Ein Forschungsverbund unter Leitung der TU Graz will die im abgeleiteten Tunnelwasser des Brenner Basistunnels steckende Wärme für die Energieversorgung ganzer Stadtteile nutzen. Im Rahmen des Programms „Stadt der Zukunft“ wird nun ein nachhaltiges Konzept für die Stadt Innsbruck erarbeitet.

Der Brenner Basistunnel soll nach seiner Fertigstellung in ungefähr zehn Jahren für Entlastung im Transitverkehr zwischen Italien und Österreich sorgen. Die Brenner Basistunnel Gesellschaft (BBT SE) und die Innsbrucker Kommunalbetriebe wollen jetzt gemeinsam mit dem Institut für Felsmechanik und Tunnelbau der TU Graz das geothermische Potenzial des Tunnels ermitteln. „Wir untersuchen, ob und wie das Drainagewasser aus dem Brenner Basistunnel zum klimafreundlichen Heizen und Kühlen von Häusern oder sogar ganzen Stadtvierteln in Innsbruck genutzt werden kann“, sagt Institutsleiter Thomas Marcher.

Innerhalb eines Jahres wollen die Forschenden mithilfe von Simulationsmodellen für den Brenner Basistunnel eine erste Abschätzung treffen, welche infrastrukturellen Maßnahmen benötigt werden, um die höchste Energieausbeute zu erzielen. „Wir testen etwa Möglichkeiten, ob und wie wir die Temperatur des Drainagewassers auf ein höheres Niveau bringen können“, erläutert Projektkoordinator Thomas Geisler vom Institut für Felsmechanik und Tunnelbau.

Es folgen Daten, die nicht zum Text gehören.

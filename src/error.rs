//! Error types for the active cache.
//!
//! Every cache operation is total: lookups that find nothing return `None`
//! rather than an error. The only failure is an invalid configuration, which
//! is reported by the fallible constructors
//! ([`ActiveCacheConfig::try_new`](crate::config::ActiveCacheConfig::try_new)
//! and [`ActiveCache::try_new`](crate::ActiveCache::try_new)).
//!
//! # Examples
//!
//! ```
//! use active_cache::config::ActiveCacheConfig;
//!
//! let err = ActiveCacheConfig::try_new(Some(0)).unwrap_err();
//! assert!(err.to_string().contains("limit"));
//! ```

extern crate alloc;

use alloc::string::String;
use core::fmt;

/// Error returned when cache configuration parameters are invalid.
///
/// Carries a human-readable description of which parameter failed
/// validation.
#[derive(Debug, Clone, PartialEq, Eq)]
pub struct ConfigError(String);

impl ConfigError {
    /// Creates a new `ConfigError` with the given description.
    #[inline]
    pub fn new(msg: impl Into<String>) -> Self {
        Self(msg.into())
    }

    /// Returns the error description.
    #[inline]
    pub fn message(&self) -> &str {
        &self.0
    }
}

impl fmt::Display for ConfigError {
    fn fmt(&self, f: &mut fmt::Formatter<'_>) -> fmt::Result {
        write!(f, "invalid cache configuration: {}", self.0)
    }
}

#[cfg(feature = "std")]
extern crate std;

#[cfg(feature = "std")]
impl std::error::Error for ConfigError {}

#[cfg(test)]
mod tests {
    use super::*;
    use alloc::string::ToString;

    #[test]
    fn test_config_error_message() {
        let err = ConfigError::new("limit must be greater than zero");
        assert_eq!(err.message(), "limit must be greater than zero");
        assert_eq!(
            err.to_string(),
            "invalid cache configuration: limit must be greater than zero"
        );
    }
}
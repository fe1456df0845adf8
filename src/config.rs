use std::path::{Path, PathBuf};
use std::time::Duration;

use tokio::fs;
use tracing::debug;

pub const DEFAULT_ENV_FILE: &str = "frontend/.env";
pub const DEFAULT_ENV_KEY: &str = "REACT_APP_BACKEND_URL";
/// Used whenever the env file or its key is unavailable.
pub const DEFAULT_BACKEND_URL: &str = "http://localhost:8001";
pub const API_PREFIX: &str = "/api";

/// The backend under test.
#[derive(Debug, Clone, PartialEq, Eq)]
pub struct Target {
    pub origin: String,
    pub api_base: String,
}

impl Target {
    pub fn new(origin: impl Into<String>) -> Self {
        let origin = origin.into();
        let origin = origin.trim_end_matches('/').to_string();
        let api_base = format!("{origin}{API_PREFIX}");
        Target { origin, api_base }
    }

    /// Full URL of an API path, e.g. `"/status"`.
    pub fn endpoint(&self, path: &str) -> String {
        format!("{}{path}", self.api_base)
    }
}

#[derive(Debug, Clone)]
pub struct RunConfig {
    pub env_file: PathBuf,
    pub env_key: String,
    /// Takes precedence over the env file when set.
    pub base_url: Option<String>,
    pub request_timeout: Duration,
    pub discovery_timeout: Duration,
    pub concurrent: bool,
}

impl Default for RunConfig {
    fn default() -> Self {
        RunConfig {
            env_file: DEFAULT_ENV_FILE.into(),
            env_key: DEFAULT_ENV_KEY.to_string(),
            base_url: None,
            request_timeout: Duration::from_secs(10),
            discovery_timeout: Duration::from_secs(5),
            concurrent: false,
        }
    }
}

impl RunConfig {
    pub async fn target(&self) -> Target {
        match &self.base_url {
            Some(url) => Target::new(url.as_str()),
            None => Target::new(resolve_backend_url(&self.env_file, &self.env_key).await),
        }
    }
}

/// Finds the first `key=value` line and returns the trimmed value.
pub fn backend_url_from_env_contents(contents: &str, key: &str) -> Option<String> {
    let prefix = format!("{key}=");
    contents
        .lines()
        .find_map(|line| line.strip_prefix(&prefix))
        .map(|value| value.trim().to_string())
}

pub async fn resolve_backend_url(path: &Path, key: &str) -> String {
    let contents = match fs::read_to_string(path).await {
        Ok(contents) => contents,
        Err(e) => {
            debug!("Cannot read {}: {e}, using {DEFAULT_BACKEND_URL}", path.display());
            return DEFAULT_BACKEND_URL.to_string();
        }
    };
    match backend_url_from_env_contents(&contents, key) {
        Some(url) => url,
        None => {
            debug!("{key} not set in {}, using {DEFAULT_BACKEND_URL}", path.display());
            DEFAULT_BACKEND_URL.to_string()
        }
    }
}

Eine denkbare Variante seien Absorber-Techniken (Energie-Anker oder Energie-Sohlen), die an der Tunnelinnenwand verbaut werden und die Gebirgswärme aufnehmen. „Darüber hinaus wollen wir klären, wie eine sinnvolle ökonomische Verteilung des Wassers hinein in die Haushalte erfolgen kann und wie die Wärmepumpen und die Wärmeübertrager geplant oder adaptiert werden müssen.“

Tunnel-Neigung und dritte Röhre als Kostenvorteile

Bei ihren Planungen kommen den Forschenden die Alleinstellungsmerkmale des mit 64 Kilometern dann längsten Eisenbahntunnels der Welt zugute: Durch seine Länge und seine Neigung zu Innsbruck hin fließt das Tunnelwasser im Brenner Basistunnel automatisch und ohne zusätzlichen Pumpenaufwand auf die Stadt zu. Außerdem befindet sich unter den Hauptröhren ein Erkundungsstollen, der schon fast fertiggestellt ist und über den auch das Drainagewasser der Haupttunnel zukünftig abgeleitet wird.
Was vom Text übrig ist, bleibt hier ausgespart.